RECORDS SHOWN:
****
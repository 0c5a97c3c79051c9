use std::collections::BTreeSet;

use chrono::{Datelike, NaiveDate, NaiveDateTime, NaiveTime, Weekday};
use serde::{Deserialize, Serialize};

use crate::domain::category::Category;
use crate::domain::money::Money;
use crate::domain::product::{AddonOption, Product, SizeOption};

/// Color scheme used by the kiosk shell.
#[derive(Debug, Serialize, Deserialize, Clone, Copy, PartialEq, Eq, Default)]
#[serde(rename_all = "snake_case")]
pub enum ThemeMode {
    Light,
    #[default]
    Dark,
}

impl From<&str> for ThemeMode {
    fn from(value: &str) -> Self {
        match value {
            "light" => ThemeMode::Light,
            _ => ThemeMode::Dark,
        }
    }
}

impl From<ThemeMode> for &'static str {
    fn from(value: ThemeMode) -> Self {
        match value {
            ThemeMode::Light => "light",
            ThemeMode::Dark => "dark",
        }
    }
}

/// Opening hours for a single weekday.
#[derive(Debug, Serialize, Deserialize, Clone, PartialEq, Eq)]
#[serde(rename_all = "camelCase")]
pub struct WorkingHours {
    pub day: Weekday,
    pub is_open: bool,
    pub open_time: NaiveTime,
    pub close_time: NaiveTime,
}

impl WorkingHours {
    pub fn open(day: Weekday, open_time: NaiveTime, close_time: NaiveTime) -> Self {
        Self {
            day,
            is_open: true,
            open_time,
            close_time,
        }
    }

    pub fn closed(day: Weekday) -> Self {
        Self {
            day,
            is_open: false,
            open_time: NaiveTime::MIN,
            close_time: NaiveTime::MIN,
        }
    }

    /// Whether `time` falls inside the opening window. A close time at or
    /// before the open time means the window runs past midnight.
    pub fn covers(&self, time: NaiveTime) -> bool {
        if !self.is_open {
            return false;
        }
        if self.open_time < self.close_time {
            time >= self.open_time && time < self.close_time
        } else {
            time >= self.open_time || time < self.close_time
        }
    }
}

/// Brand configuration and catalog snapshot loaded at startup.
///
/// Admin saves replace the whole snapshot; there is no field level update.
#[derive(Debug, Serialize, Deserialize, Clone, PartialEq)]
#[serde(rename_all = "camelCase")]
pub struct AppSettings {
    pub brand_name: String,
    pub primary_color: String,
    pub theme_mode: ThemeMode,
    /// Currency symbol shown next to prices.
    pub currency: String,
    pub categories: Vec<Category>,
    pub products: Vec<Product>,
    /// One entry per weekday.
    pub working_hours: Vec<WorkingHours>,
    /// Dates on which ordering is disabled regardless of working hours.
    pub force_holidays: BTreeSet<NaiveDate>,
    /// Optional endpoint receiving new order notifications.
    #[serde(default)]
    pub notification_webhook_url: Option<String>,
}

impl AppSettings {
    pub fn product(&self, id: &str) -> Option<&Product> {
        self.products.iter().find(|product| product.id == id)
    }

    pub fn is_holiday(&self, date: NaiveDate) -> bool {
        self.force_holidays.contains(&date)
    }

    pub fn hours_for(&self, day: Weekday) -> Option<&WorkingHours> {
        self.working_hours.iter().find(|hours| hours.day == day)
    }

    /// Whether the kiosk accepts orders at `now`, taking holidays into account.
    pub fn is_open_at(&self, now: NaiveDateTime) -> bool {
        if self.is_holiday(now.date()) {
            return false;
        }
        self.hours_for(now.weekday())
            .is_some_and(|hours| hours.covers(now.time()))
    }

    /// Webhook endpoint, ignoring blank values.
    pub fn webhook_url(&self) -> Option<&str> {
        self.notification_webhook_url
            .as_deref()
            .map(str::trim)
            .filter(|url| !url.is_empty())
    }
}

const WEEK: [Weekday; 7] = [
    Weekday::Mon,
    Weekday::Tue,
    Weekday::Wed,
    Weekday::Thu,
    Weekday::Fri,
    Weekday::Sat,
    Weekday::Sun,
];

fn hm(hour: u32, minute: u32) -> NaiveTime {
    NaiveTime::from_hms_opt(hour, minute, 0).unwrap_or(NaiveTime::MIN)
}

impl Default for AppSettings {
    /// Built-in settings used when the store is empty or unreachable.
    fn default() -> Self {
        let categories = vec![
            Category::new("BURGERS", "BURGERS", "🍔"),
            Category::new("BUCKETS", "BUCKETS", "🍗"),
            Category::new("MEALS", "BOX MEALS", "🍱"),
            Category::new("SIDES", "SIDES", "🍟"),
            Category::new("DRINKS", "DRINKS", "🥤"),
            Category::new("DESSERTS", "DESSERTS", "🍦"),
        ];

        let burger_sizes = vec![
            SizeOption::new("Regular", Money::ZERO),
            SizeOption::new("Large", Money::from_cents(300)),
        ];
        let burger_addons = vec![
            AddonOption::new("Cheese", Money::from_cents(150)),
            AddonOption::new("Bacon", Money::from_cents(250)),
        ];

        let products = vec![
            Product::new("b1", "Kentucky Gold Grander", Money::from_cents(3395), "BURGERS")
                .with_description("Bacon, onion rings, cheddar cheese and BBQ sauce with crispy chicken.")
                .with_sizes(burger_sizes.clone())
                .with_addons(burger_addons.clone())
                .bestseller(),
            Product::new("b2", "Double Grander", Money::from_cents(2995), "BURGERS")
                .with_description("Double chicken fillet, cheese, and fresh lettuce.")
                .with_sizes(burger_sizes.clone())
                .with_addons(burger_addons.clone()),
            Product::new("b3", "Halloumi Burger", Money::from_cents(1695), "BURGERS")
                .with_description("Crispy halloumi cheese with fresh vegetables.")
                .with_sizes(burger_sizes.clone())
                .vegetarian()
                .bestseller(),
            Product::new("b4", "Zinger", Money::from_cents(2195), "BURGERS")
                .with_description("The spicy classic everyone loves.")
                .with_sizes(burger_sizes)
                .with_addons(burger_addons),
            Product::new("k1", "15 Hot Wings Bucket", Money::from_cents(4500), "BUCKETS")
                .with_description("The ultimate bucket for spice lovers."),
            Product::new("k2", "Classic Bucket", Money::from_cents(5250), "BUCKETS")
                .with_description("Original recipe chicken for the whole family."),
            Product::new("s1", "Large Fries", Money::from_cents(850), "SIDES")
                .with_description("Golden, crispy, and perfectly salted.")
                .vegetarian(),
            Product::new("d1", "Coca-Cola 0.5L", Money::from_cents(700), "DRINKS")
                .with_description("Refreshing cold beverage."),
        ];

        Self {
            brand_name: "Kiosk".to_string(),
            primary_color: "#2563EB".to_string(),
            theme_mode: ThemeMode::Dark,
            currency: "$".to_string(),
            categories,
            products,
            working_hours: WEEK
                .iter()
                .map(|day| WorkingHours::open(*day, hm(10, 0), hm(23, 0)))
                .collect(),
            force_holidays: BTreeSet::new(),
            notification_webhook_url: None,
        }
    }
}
****
PROBLEM DETAILS:
Reproduce exactly, and with no other material, the lines between those holding "impl Default for" and "halloumi cheese with", inclusive.

SOLUTION TO THIS PROBLEM:
impl Default for AppSettings {
    /// Built-in settings used when the store is empty or unreachable.
    fn default() -> Self {
        let categories = vec![
            Category::new("BURGERS", "BURGERS", "🍔"),
            Category::new("BUCKETS", "BUCKETS", "🍗"),
            Category::new("MEALS", "BOX MEALS", "🍱"),
            Category::new("SIDES", "SIDES", "🍟"),
            Category::new("DRINKS", "DRINKS", "🥤"),
            Category::new("DESSERTS", "DESSERTS", "🍦"),
        ];

        let burger_sizes = vec![
            SizeOption::new("Regular", Money::ZERO),
            SizeOption::new("Large", Money::from_cents(300)),
        ];
        let burger_addons = vec![
            AddonOption::new("Cheese", Money::from_cents(150)),
            AddonOption::new("Bacon", Money::from_cents(250)),
        ];

        let products = vec![
            Product::new("b1", "Kentucky Gold Grander", Money::from_cents(3395), "BURGERS")
                .with_description("Bacon, onion rings, cheddar cheese and BBQ sauce with crispy chicken.")
                .with_sizes(burger_sizes.clone())
                .with_addons(burger_addons.clone())
                .bestseller(),
            Product::new("b2", "Double Grander", Money::from_cents(2995), "BURGERS")
                .with_description("Double chicken fillet, cheese, and fresh lettuce.")
                .with_sizes(burger_sizes.clone())
                .with_addons(burger_addons.clone()),
            Product::new("b3", "Halloumi Burger", Money::from_cents(1695), "BURGERS")
                .with_description("Crispy halloumi cheese with fresh vegetables.")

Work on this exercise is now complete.